А-а, это Квотриус, беспечно напевающий что-то, какую-то простенькую мелодию и говорящий спокойно:
- Ты кричал во сне, Северус. Я подумал, это потому, что ты заснул в доспехах, а ночью тело должно дышать, отдыхая от их тяжести, вот и приснился тебе, верно, невесть какой ужас. Да проснись же, Северус!

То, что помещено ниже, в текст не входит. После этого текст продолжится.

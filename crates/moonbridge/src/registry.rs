//! Reference registry.
//!
//! Anchors engine objects that host proxies point at. Each slot owns one
//! engine registry reference and a count of the proxies sharing it; the
//! anchor is released when the count reaches zero. Slots are kept in a
//! slab with a free list and addressed by generation-checked [`SlotId`]s,
//! so a stale id can never reach a reused slot.
//!
//! The registry never calls into the engine. Anchoring and fetching go
//! through [`Context`](crate::state::Context), which creates the engine
//! reference first and then records it here.

use mlua::RegistryKey;
use std::collections::HashMap;

/// Generation-checked slot address.
#[derive(Debug, Clone, Copy, PartialEq, Eq, Hash)]
pub(crate) struct SlotId {
    index: u32,
    generation: u32,
}

/// Kind of engine object a slot anchors.
#[derive(Debug, Clone, Copy, PartialEq, Eq)]
pub(crate) enum ObjectKind {
    Table,
    Function,
    Coroutine,
    UserData,
}

/// One anchored engine object.
#[derive(Debug)]
pub(crate) struct Entry {
    pub(crate) key: RegistryKey,
    pub(crate) kind: ObjectKind,
    /// Coroutines only: whether the thread was anchored after it could
    /// already have run.
    pub(crate) started: bool,
    ptr: usize,
    refs: usize,
}

#[derive(Debug)]
enum Slot {
    Occupied { generation: u32, entry: Entry },
    Vacant { generation: u32 },
}

#[derive(Debug, Default)]
pub(crate) struct Registry {
    slots: Vec<Slot>,
    free: Vec<u32>,
    /// Identity pointer to slot, for de-duplication.
    index: HashMap<usize, SlotId>,
    live: usize,
}

impl Registry {
    pub(crate) fn new() -> Self {
        Self::default()
    }

    /// Number of occupied slots.
    pub(crate) fn live(&self) -> usize {
        self.live
    }

    /// Bumps the count of the slot already anchoring `ptr`, if any.
    pub(crate) fn retain_existing(&mut self, ptr: usize) -> Option<SlotId> {
        if ptr == 0 {
            return None;
        }
        let slot = *self.index.get(&ptr)?;
        let entry = self.get_mut(slot)?;
        entry.refs += 1;
        tracing::trace!(?slot, refs = entry.refs, "registry: retain");
        Some(slot)
    }

    /// Records a freshly created engine reference with a count of one.
    ///
    /// A null `ptr` is never indexed, so such objects always get their
    /// own slot.
    pub(crate) fn insert(
        &mut self,
        key: RegistryKey,
        ptr: usize,
        kind: ObjectKind,
        started: bool,
    ) -> SlotId {
        let entry = Entry {
            key,
            kind,
            started,
            ptr,
            refs: 1,
        };
        let slot = match self.free.pop() {
            Some(index) => {
                let at = index as usize;
                let generation = match &self.slots[at] {
                    Slot::Vacant { generation } => generation.wrapping_add(1),
                    Slot::Occupied { generation, .. } => generation.wrapping_add(1),
                };
                self.slots[at] = Slot::Occupied { generation, entry };
                SlotId { index, generation }
            }
            None => {
                let index = u32::try_from(self.slots.len()).unwrap_or(u32::MAX);
                self.slots.push(Slot::Occupied {
                    generation: 0,
                    entry,
                });
                SlotId {
                    index,
                    generation: 0,
                }
            }
        };
        if ptr != 0 {
            self.index.insert(ptr, slot);
        }
        self.live += 1;
        tracing::trace!(?slot, ?kind, live = self.live, "registry: anchor");
        self.check_invariants();
        slot
    }

    pub(crate) fn get(&self, slot: SlotId) -> Option<&Entry> {
        match self.slots.get(slot.index as usize)? {
            Slot::Occupied { generation, entry } if *generation == slot.generation => Some(entry),
            _ => None,
        }
    }

    pub(crate) fn get_mut(&mut self, slot: SlotId) -> Option<&mut Entry> {
        match self.slots.get_mut(slot.index as usize)? {
            Slot::Occupied { generation, entry } if *generation == slot.generation => Some(entry),
            _ => None,
        }
    }

    /// Decrements the count of `slot`.
    ///
    /// Returns the engine reference once the last holder is gone; dropping
    /// the returned key releases the anchor.
    pub(crate) fn release(&mut self, slot: SlotId) -> Option<RegistryKey> {
        let entry = self.get_mut(slot)?;
        entry.refs -= 1;
        if entry.refs > 0 {
            tracing::trace!(?slot, refs = entry.refs, "registry: release");
            return None;
        }

        let at = slot.index as usize;
        let vacant = Slot::Vacant {
            generation: slot.generation,
        };
        let Slot::Occupied { entry, .. } = std::mem::replace(&mut self.slots[at], vacant) else {
            return None;
        };
        if entry.ptr != 0 && self.index.get(&entry.ptr) == Some(&slot) {
            self.index.remove(&entry.ptr);
        }
        self.free.push(slot.index);
        self.live -= 1;
        tracing::trace!(?slot, kind = ?entry.kind, live = self.live, "registry: unanchor");
        self.check_invariants();
        Some(entry.key)
    }

    #[cfg(feature = "consistency-checks")]
    fn check_invariants(&self) {
        let occupied = self
            .slots
            .iter()
            .filter(|slot| matches!(slot, Slot::Occupied { .. }))
            .count();
        assert_eq!(occupied, self.live, "registry live count drifted");
        assert_eq!(
            occupied + self.free.len(),
            self.slots.len(),
            "registry free list drifted"
        );
        for (ptr, slot) in &self.index {
            let entry = self.get(*slot);
            assert!(
                entry.is_some_and(|e| e.ptr == *ptr && e.refs > 0),
                "registry index points at a dead slot"
            );
        }
    }

    #[cfg(not(feature = "consistency-checks"))]
    #[inline]
    fn check_invariants(&self) {}
}
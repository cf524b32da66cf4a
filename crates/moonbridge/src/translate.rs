//! Error translation between the engine and the host.

use crate::convert;
use crate::error::{split_traceback, Error, Traceback};
use crate::state::Context;

/// Builds an [`Error`] from the holder produced by the bootstrap's error
/// handler: a table of `{ error_value, traceback_text }`.
pub(crate) fn from_capture(cx: &Context<'_>, holder: mlua::Value) -> Error {
    let mlua::Value::Table(holder) = holder else {
        return from_error_value(cx, holder);
    };
    let value = convert::raw_exact(&holder, 1).unwrap_or(mlua::Value::Nil);
    let traceback = holder
        .raw_get::<Option<String>>(2)
        .ok()
        .flatten()
        .map(|text| Traceback::parse(&text))
        .unwrap_or_default();
    from_error_value(cx, value).with_traceback(traceback)
}

/// Translates a raised engine value.
///
/// Strings become the message. Other values keep a host copy as payload.
fn from_error_value(cx: &Context<'_>, value: mlua::Value) -> Error {
    match value {
        mlua::Value::String(s) => Error::runtime(s.to_string_lossy().to_string()),
        mlua::Value::Error(err) => from_lua(&err),
        mlua::Value::Nil => Error::runtime("nil"),
        other => {
            let message = cx
                .internals
                .tostring
                .call::<String>(other.clone())
                .unwrap_or_else(|_| other.type_name().to_string());
            let payload = match convert::to_host(cx, other) {
                Ok(value) => Some(Box::new(value)),
                Err(_) => None,
            };
            Error::EmbeddedRuntime {
                message,
                traceback: Traceback::default(),
                payload,
            }
        }
    }
}

/// Translates an error reported by the binding.
pub(crate) fn from_lua(err: &mlua::Error) -> Error {
    match err {
        mlua::Error::SyntaxError {
            message,
            incomplete_input,
        } => Error::Syntax {
            message: message.clone(),
            incomplete_input: *incomplete_input,
        },
        mlua::Error::RuntimeError(text) => {
            let (message, traceback) = split_traceback(text);
            Error::runtime(message).with_traceback(traceback)
        }
        mlua::Error::MemoryError(message) => Error::runtime(message.clone()),
        mlua::Error::CallbackError { traceback, cause } => {
            from_lua(cause).with_traceback(Traceback::parse(traceback))
        }
        mlua::Error::WithContext { cause, .. } => from_lua(cause),
        mlua::Error::ExternalError(source) => match source.downcast_ref::<Error>() {
            Some(err) => err.clone(),
            None => Error::runtime(source.to_string()),
        },
        other => Error::runtime(other.to_string()),
    }
}

/// Wraps a host error so it propagates through the engine's error
/// mechanism and can be recovered unchanged on the way out.
pub(crate) fn to_lua(err: Error) -> mlua::Error {
    mlua::Error::external(err)
}

impl From<mlua::Error> for Error {
    fn from(err: mlua::Error) -> Self {
        from_lua(&err)
    }
}

#[cfg(test)]
mod tests {
    use super::*;
    use crate::error::{ConversionError, LifecycleError};
    use std::sync::Arc;

    #[test]
    fn syntax_errors_keep_their_kind() {
        let err = Error::from(mlua::Error::SyntaxError {
            message: "[string \"x\"]:1: unexpected symbol".into(),
            incomplete_input: false,
        });
        assert!(matches!(err, Error::Syntax { .. }));
    }

    #[test]
    fn runtime_errors_split_their_traceback() {
        let err = Error::from(mlua::Error::RuntimeError(
            "eval:1: boom\nstack traceback:\n\teval:1: in main chunk".into(),
        ));
        let Error::EmbeddedRuntime { message, traceback, .. } = err else {
            panic!("expected runtime error");
        };
        assert_eq!(message, "eval:1: boom");
        assert_eq!(traceback.len(), 1);
    }

    #[test]
    fn host_errors_survive_the_round_trip() {
        let original = Error::from(ConversionError::NilKey);
        let wrapped = mlua::Error::CallbackError {
            traceback: "stack traceback:\n\t[C]: in ?".into(),
            cause: Arc::new(to_lua(original)),
        };
        let err = Error::from(wrapped);
        assert!(matches!(err, Error::Conversion(ConversionError::NilKey)));
    }

    #[test]
    fn lifecycle_errors_survive_context() {
        let wrapped = mlua::Error::WithContext {
            context: "while calling".into(),
            cause: Arc::new(to_lua(LifecycleError::Dropped.into())),
        };
        assert!(matches!(
            Error::from(wrapped),
            Error::Lifecycle(LifecycleError::Dropped)
        ));
    }
}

Северус гасит волшебный огонёк и помогает, сев, разоблачиться до сюртука и, снова с облегчением вздохнув, заваливается на смятое покрывало, но теперь ему холодно, он поворачивается к брату, тоже разоблачившемуся до туники и собирающемуся снимать и её - зачем?..
… Ведь ночью надо спать.
Я заваливаю набок не сопротивляющегося, а поддающегося мне Квотриуса, обнимаю его через так и не снятую тунику, пропахшую потом, прижимаю к себе, вернее, сам вжимаюсь в его горячее тело, а руки действуют сами по себе - залезают под тунику, резко приподнимают её, дотрагиваются до таких нежных и чувствительных, маленьких сосков брата и начинают их ласкать.
Квотриус старается сдержать стон, но тщетно, он стонет протяжно и мелодично, будто напевает какую-то, верно, ту, простенькую, незатейливую мелодию, что пел вначале, но не допел и теперь вот делает это.
Нет, это не стон, стонут вот так, и я сам застонал, от того, что Квотриус нащупал выпуклость на моих брюках и расстёгивает их…
Потом что-то невыразимо прекрасное, какое-то голубое, ясное, как летнее жаркое небо, свечение перед сомкнутыми веками, и разноцветные всполохи перед глазами и чувство, что мой член погружен во что-то узкое и горячее…
О-о, яркая вспышка, чувство долгого полёта без приземления, бесконечного, невыразимого в своей непрекращаемости…
Вдруг долгий крик брата: «Се-э-ве-э-ру-у-ус-с! Я лю-у-блю-у те-э-бя-а-а!»
Почти просыпаюсь и тоже шёпчу на ухо: «Я тоже тебя-а… " внезапно раскричавшемуся брату… Отчего?..
А-а, после всего этого, встревожившего душу и плоть, закончившегося влагой в этой удивительно горячей бездне.
Глубокий сон без сновидений до глухого, сентябрьского, теперь я уже знаю это, рассвета, холодного, мокрого, как…
Как мой член в лужице холодного уже семени, вытекшего из зада спящего и улыбающегося во сне Квотриуса.
Так, к своим изумлению и стыду, я обнаружил, что всё… то, после просыпания было вовсе не сном, что, практически спящий, я соблазнил и овладел братом, но, к счастью, по его желанию тоже.
Но этот сумасшедший сон… Почему я увидел… такого Поттера - нагого, влюблённого, а ведь и в темноте любовью искрились его зелёные, как у редкого котёнка, почему-то… такие любимые глаза.
Да, во сне я любил Поттера, а наяву, вернее, в полусне, овладел Квотриусом. Горячечный бред какой-то…
… Квотриус проснулся минутой позже и тут же одёрнул тунику - при свете начинающегося дня, ещё неясном и тусклом, он не хотел показывать наготы своей брату потому, что был воспитан в исконно ромейских традициях.